My good friend of 40+ years, Mark James Perry, passed away in 2013. He was a fascinating character, equal parts legend, myth and tall-tale.

I first met him on my doorstep when I was in my early 20s, after a mutual friend had told him I was looking for a photographer. Mark was a roughly handsome young man whose crooked nose attested to many barroom brawls.

I recall entering a bar on North Division, Spokane, with Mark, wherein he immediately made for the men’s room. He was followed by another guy, and I soon heard Mark yell “Bill call the cops.” As I entered the restroom I saw that the man had Mark pinned against the wall and was cuffing him as he said to me “I am the cops!” As it turned out, Mark had been screwing the cop’s girlfriend, and that apparently warranted an arbitrary arrest for loitering.

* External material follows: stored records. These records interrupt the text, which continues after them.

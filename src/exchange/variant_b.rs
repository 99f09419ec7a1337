// =============================================================================
// Venues B/C/D adapter — separate-call entry/SL/TP with hedge-mode quirks
// =============================================================================
//
// Unlike venue A, these venues only accept an entry order; stop-loss and
// take-profit must be placed as their own signed calls against the same
// symbol. When the account runs in hedge mode, every call (entry, SL, TP,
// cancel) must additionally carry `positionSide` (`LONG`/`SHORT`) — get it
// wrong and the venue rejects the order outright. One struct serves B, C
// and D since they differ only in base URL and the instantiating side
// tags the concrete venue for logging/error attribution.

use std::time::{SystemTime, UNIX_EPOCH};

use anyhow::{Context, Result};
use async_trait::async_trait;
use hmac::{Hmac, Mac};
use reqwest::header::{HeaderMap, HeaderValue};
use rust_decimal::Decimal;
use sha2::Sha256;
use tracing::{debug, instrument};

use crate::exchange::{
    opposite_side, EntryRequest, EntryResult, ExchangeAdapter, OrderAck, OrderStatus, SymbolInfo,
};
use crate::types::{Direction, PositionMode, Side, Venue};

type HmacSha256 = Hmac<Sha256>;
const RECV_WINDOW_MS: u64 = 5000;

pub struct SeparateCallVenueClient {
    venue: Venue,
    api_key: String,
    secret: String,
    base_url: String,
    client: reqwest::Client,
}

impl std::fmt::Debug for SeparateCallVenueClient {
    fn fmt(&self, f: &mut std::fmt::Formatter<'_>) -> std::fmt::Result {
        f.debug_struct("SeparateCallVenueClient")
            .field("venue", &self.venue)
            .field("base_url", &self.base_url)
            .field("api_key", &"***redacted***")
            .field("secret", &"***redacted***")
            .finish()
    }
}

impl SeparateCallVenueClient {
    pub fn new(
        venue: Venue,
        api_key: impl Into<String>,
        secret: impl Into<String>,
        base_url: impl Into<String>,
    ) -> Self {
        let api_key = api_key.into();
        let mut headers = HeaderMap::new();
        if let Ok(val) = HeaderValue::from_str(&api_key) {
            headers.insert("X-BAPI-API-KEY", val);
        }

        let client = reqwest::Client::builder()
            .default_headers(headers)
            .timeout(std::time::Duration::from_secs(10))
            .build()
            .expect("failed to build reqwest client");

        Self {
            venue,
            api_key,
            secret: secret.into(),
            base_url: base_url.into(),
            client,
        }
    }

    fn sign(&self, query: &str) -> String {
        let mut mac =
            HmacSha256::new_from_slice(self.secret.as_bytes()).expect("HMAC accepts any key size");
        mac.update(query.as_bytes());
        hex::encode(mac.finalize().into_bytes())
    }

    fn timestamp_ms() -> u64 {
        SystemTime::now()
            .duration_since(UNIX_EPOCH)
            .expect("system clock before UNIX epoch")
            .as_millis() as u64
    }

    fn signed_query(&self, params: &str) -> String {
        let ts = Self::timestamp_ms();
        let base = if params.is_empty() {
            format!("timestamp={ts}&recvWindow={RECV_WINDOW_MS}")
        } else {
            format!("{params}&timestamp={ts}&recvWindow={RECV_WINDOW_MS}")
        };
        let sig = self.sign(&base);
        format!("{base}&signature={sig}")
    }

    /// Hedge mode requires a `positionSide` tag derived from the entry side;
    /// one-way mode omits it entirely (the venue rejects the field if sent).
    fn position_side_param(side: Side, position_mode: PositionMode) -> String {
        if position_mode != PositionMode::Hedge {
            return String::new();
        }
        let direction = match side {
            Side::Buy => Direction::Long,
            Side::Sell => Direction::Short,
        };
        format!("&positionSide={}", match direction {
            Direction::Long => "LONG",
            Direction::Short => "SHORT",
        })
    }

    /// `order_side` is the direction of this specific call (Buy/Sell on the
    /// `side` field); `position_side` is the position's own direction and
    /// drives the `positionSide` tag — for a closing order the two differ
    /// (a long's protective legs sell, but still tag `positionSide=LONG`).
    async fn place_order(
        &self,
        symbol: &str,
        order_side: Side,
        position_side: Side,
        order_type: &str,
        quantity: Decimal,
        trigger_price: Option<Decimal>,
        reduce_only: bool,
        position_mode: PositionMode,
    ) -> Result<OrderAck> {
        let side_str = match order_side {
            Side::Buy => "Buy",
            Side::Sell => "Sell",
        };
        let mut params = format!("symbol={symbol}&side={side_str}&orderType={order_type}&qty={quantity}");
        if let Some(trigger) = trigger_price {
            params.push_str(&format!("&triggerPrice={trigger}"));
        }
        // Hedge mode rejects reduceOnly outright — positionSide alone
        // disambiguates which leg of the hedge a close order targets.
        if reduce_only && position_mode != PositionMode::Hedge {
            params.push_str("&reduceOnly=true");
        }
        params.push_str(&Self::position_side_param(position_side, position_mode));

        let qs = self.signed_query(&params);
        let url = format!("{}/v5/order/create?{qs}", self.base_url);

        let resp = self
            .client
            .post(&url)
            .send()
            .await
            .with_context(|| format!("{:?} place_order request failed", self.venue))?;
        let status = resp.status();
        let body: serde_json::Value = resp.json().await.context("place_order parse failed")?;
        if !status.is_success() {
            anyhow::bail!("{:?} place_order returned {status}: {body}", self.venue);
        }

        let order_id = body
            .pointer("/result/orderId")
            .map(|v| v.to_string())
            .unwrap_or_default();

        Ok(OrderAck {
            exchange_order_id: order_id,
            avg_price: None,
            filled_quantity: None,
        })
    }
}

#[async_trait]
impl ExchangeAdapter for SeparateCallVenueClient {
    fn venue(&self) -> Venue {
        self.venue
    }

    fn places_protection_atomically(&self) -> bool {
        false
    }

    #[instrument(skip(self), name = "venue_bcd::probe_position_mode")]
    async fn probe_position_mode(&self) -> Result<PositionMode> {
        let qs = self.signed_query("category=linear");
        let url = format!("{}/v5/position/list?{qs}", self.base_url);
        let resp = self
            .client
            .get(&url)
            .send()
            .await
            .context("probe_position_mode request failed")?;
        let body: serde_json::Value = resp.json().await.context("probe_position_mode parse failed")?;
        let hedge = body
            .pointer("/result/list/0/positionIdx")
            .and_then(|v| v.as_i64())
            .map(|idx| idx != 0)
            .unwrap_or(true);
        Ok(if hedge { PositionMode::Hedge } else { PositionMode::OneWay })
    }

    #[instrument(skip(self), name = "venue_bcd::get_symbol_info")]
    async fn get_symbol_info(&self, symbol: &str) -> Result<SymbolInfo> {
        let price_url = format!("{}/v5/market/tickers?category=linear&symbol={symbol}", self.base_url);
        let price_resp = self
            .client
            .get(&price_url)
            .send()
            .await
            .context("tickers request failed")?;
        let price_body: serde_json::Value = price_resp.json().await.context("tickers parse failed")?;
        let mark_price = price_body
            .pointer("/result/list/0/markPrice")
            .and_then(|v| v.as_str())
            .and_then(|s| s.parse::<Decimal>().ok())
            .ok_or_else(|| anyhow::anyhow!("tickers response missing markPrice"))?;

        let info_url = format!(
            "{}/v5/market/instruments-info?category=linear&symbol={symbol}",
            self.base_url
        );
        let info_resp = self
            .client
            .get(&info_url)
            .send()
            .await
            .context("instruments-info request failed")?;
        let info_body: serde_json::Value =
            info_resp.json().await.context("instruments-info parse failed")?;
        let qty_step = info_body
            .pointer("/result/list/0/lotSizeFilter/qtyStep")
            .and_then(|v| v.as_str())
            .and_then(|s| s.parse::<Decimal>().ok())
            .ok_or_else(|| anyhow::anyhow!("instruments-info response missing qtyStep"))?;

        Ok(SymbolInfo { mark_price, qty_step })
    }

    #[instrument(skip(self, req), name = "venue_bcd::open_position")]
    async fn open_position(&self, req: &EntryRequest) -> Result<EntryResult> {
        debug!(symbol = %req.symbol, venue = ?self.venue, "opening entry; protection placed as follow-up calls");
        let entry = self
            .place_order(
                &req.symbol,
                req.side,
                req.side,
                "Market",
                req.quantity,
                None,
                false,
                req.position_mode,
            )
            .await?;

        Ok(EntryResult {
            entry,
            stop_loss_order_id: None,
            take_profit_order_id: None,
        })
    }

    #[instrument(skip(self), name = "venue_bcd::place_stop_loss")]
    async fn place_stop_loss(
        &self,
        symbol: &str,
        side: Side,
        quantity: Decimal,
        stop_price: Decimal,
        position_mode: PositionMode,
    ) -> Result<OrderAck> {
        // Closing order is on the opposite side of the position, reduce-only,
        // but still tagged with the position's own positionSide.
        self.place_order(
            symbol,
            opposite_side(side),
            side,
            "Market",
            quantity,
            Some(stop_price),
            true,
            position_mode,
        )
        .await
    }

    #[instrument(skip(self), name = "venue_bcd::place_take_profit")]
    async fn place_take_profit(
        &self,
        symbol: &str,
        side: Side,
        quantity: Decimal,
        trigger_price: Decimal,
        position_mode: PositionMode,
    ) -> Result<OrderAck> {
        self.place_order(
            symbol,
            opposite_side(side),
            side,
            "Limit",
            quantity,
            Some(trigger_price),
            true,
            position_mode,
        )
        .await
    }

    #[instrument(skip(self), name = "venue_bcd::cancel_order")]
    async fn cancel_order(&self, symbol: &str, order_id: &str) -> Result<()> {
        let params = format!("symbol={symbol}&orderId={order_id}");
        let qs = self.signed_query(&params);
        let url = format!("{}/v5/order/cancel?{qs}", self.base_url);
        let resp = self
            .client
            .post(&url)
            .send()
            .await
            .context("cancel_order request failed")?;
        let status = resp.status();
        let body: serde_json::Value = resp.json().await.unwrap_or_default();
        // These venues report "already closed" via a retCode rather than
        // an HTTP 404; tolerate both.
        let already_gone = body.get("retCode").and_then(|v| v.as_i64()) == Some(110001);
        if !status.is_success() && !already_gone {
            anyhow::bail!("{:?} cancel_order returned {status}: {body}", self.venue);
        }
        Ok(())
    }

    #[instrument(skip(self), name = "venue_bcd::get_order_status")]
    async fn get_order_status(&self, symbol: &str, order_id: &str) -> Result<OrderStatus> {
        let params = format!("symbol={symbol}&orderId={order_id}&category=linear");
        let qs = self.signed_query(&params);
        let url = format!("{}/v5/order/realtime?{qs}", self.base_url);
        let resp = self
            .client
            .get(&url)
            .send()
            .await
            .context("get_order_status request failed")?;
        let body: serde_json::Value = resp.json().await.context("get_order_status parse failed")?;
        let status_str = body
            .pointer("/result/list/0/orderStatus")
            .and_then(|v| v.as_str())
            .unwrap_or("");
        Ok(OrderStatus {
            exchange_order_id: order_id.to_string(),
            is_open: matches!(status_str, "New" | "PartiallyFilled"),
            is_filled: status_str == "Filled",
        })
    }

    #[instrument(skip(self), name = "venue_bcd::get_open_order_ids")]
    async fn get_open_order_ids(&self, symbol: &str) -> Result<Vec<String>> {
        let params = format!("symbol={symbol}&category=linear");
        let qs = self.signed_query(&params);
        let url = format!("{}/v5/order/realtime?{qs}", self.base_url);
        let resp = self
            .client
            .get(&url)
            .send()
            .await
            .context("get_open_order_ids request failed")?;
        let body: serde_json::Value = resp.json().await.context("get_open_order_ids parse failed")?;
        let list = body
            .pointer("/result/list")
            .and_then(|v| v.as_array())
            .cloned()
            .unwrap_or_default();
        Ok(list
            .iter()
            .filter_map(|v| v.get("orderId").map(|id| id.to_string()))
            .collect())
    }
}

#[cfg(test)]
mod tests {
    use super::*;

    #[test]
    fn position_side_param_empty_in_one_way_mode() {
        assert_eq!(
            SeparateCallVenueClient::position_side_param(Side::Buy, PositionMode::OneWay),
            ""
        );
    }

    #[test]
    fn position_side_param_tags_long_and_short_in_hedge_mode() {
        assert_eq!(
            SeparateCallVenueClient::position_side_param(Side::Buy, PositionMode::Hedge),
            "&positionSide=LONG"
        );
        assert_eq!(
            SeparateCallVenueClient::position_side_param(Side::Sell, PositionMode::Hedge),
            "&positionSide=SHORT"
        );
    }

    #[test]
    fn debug_impl_redacts_secret() {
        let client = SeparateCallVenueClient::new(Venue::B, "key", "secret", "https://example.test");
        let printed = format!("{client:?}");
        assert!(!printed.contains("key"));
        assert!(!printed.contains("secret"));
    }
}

At that time he was experimenting w/ a carbon printing process that he had essentially reinvented from scratch. He continued experimenting throughout his life, pioneering methods of manipulating images digitally, and outputting them to lo-fi inkjet printers that he had modified and tinkered with. He founded The Dialogue Gallery, occasionally a real space, but more often located in cyberspace at L5.com, a domain that he controlled for many years.

Mark's life was never easy or conventional. He lived variously in a cave near Metaline Falls, in Spokane, in Marysville, in Pioneer Square Seattle, on various boats, skiffs, catches, barges, tents and rafts. He was often slightly on the other side of what was strictly legal, but maintained a humane attitude. He shed "things" like a snake sheds skin, sometimes his own things, sometimes those of others. I lost many paintings, drawings and some cash over the course of many years knowing him, but always came around to the view that I valued his friendship more than the stuff I lost. And truth be known, Mark bailed me out more than a few times.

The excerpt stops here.